De notre envoyé spécial Cédric Godart.
Le bâtiment donne sur Market Street, à mi-chemin entre le centre nerveux de la ville et les belles maisons victoriennes. Celles qu’on voit dans les films et qu’occupe maintenant la génération tech. Mais dans l’immeuble où est installé OneTaste, l’association vouée au plaisir féminin, l’ambiance est plus post-industrielle et la première volée d’escaliers presque inquiétante. Qui vais-je rencontrer dans ce lieu dédié à l’orgasme ? Une secte de pervers ? Des bourgeoises qui s’ennuient ? Un groupe déjà soudé dont je me ferai éjecter ?
Tout est bien plus fluide que prévu et tout va très vite. Ici, on décline son identité, on vient pour TurnON, c’est par ici, au fond du grand couloir. Quelques bureaux semblent occupés pour des consultations. Dans une petite salle, on vous propose un verre d’eau, on vous rassure si nécessaire. Vous ne savez pas très bien ce que vous êtes venu chercher, mais ceux qui sont là ont un air banal – la banalité est rassurante.

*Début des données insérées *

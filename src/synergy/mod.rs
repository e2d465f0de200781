// src/synergy/mod.rs
//! Synergy extraction: NNMF, VAF and the minimal-rank search

pub mod nnmf;
pub mod search;
pub mod vaf;

pub use nnmf::{Nmf, NmfFit};
pub use search::{Factorization, SearchOutcome, SearchStep, SynergySearch};
pub use vaf::variance_accounted_for;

TurnON est le premier contact soft avec la méditation orgasmique, OM pour les intimes. Cette réunion hebdomadaire se tient à 20 h, le mercredi. Une trentaine de personnes se pressent, s’acquittant du modeste droit d’entrée : 10 dollars, soit 8,5 euros.
Mon regard est partout à la fois. Des femmes, des hommes, des couples. La plupart se connaissent. Certains sont amis. Je suis un nouveau venu. On me repère. Le mot est donné : ne laisser personne sur le bord de la route.
Deux coaches – une femme, un homme – animent la soirée. Assis sur une chaise haute, ils annoncent la couleur : des questions seront posées, la prise de parole accordée à tous, à tour de rôle. On se présente en confiant aux autres un secret. Quelques secondes par personne seulement, impossible de réfléchir vraiment. On ne rit pas. On ne commente pas. On écoute. On se connecte aux autres sans jugement ni a priori. Ils ont 25, 35, 45, 60 ans. Sont venus chercher des amis. N’ont personne à qui parler. Celle-là n’a jamais connu l’orgasme. Un homme a tout perdu (sa femme, son argent). Parfois, on rougit. On se sent traversé par une vague de chaleur. Comme une attirance de nature sexuelle, mais qui est peut-être juste de l’ordre de l’inconfort face à l’impudeur. L’exercice le plus percutant ? On est seul, assis sur une chaise, face aux autres, sous le feu des questions, rapides, dynamiques, tous sujets confondus. On a pris la parole en public pour dire sa vérité.
À ceux qui veulent aller plus loin, l’association propose d’autres activités, du coaching, des thérapies et des ateliers de méditation orgasmique. Cela se déroule notamment sous forme de workshop du samedi, qui se termine par une initiation de quinze minutes à l’OM. Il me faut être honnête, je n’ai pas franchi ce pas… à ce jour.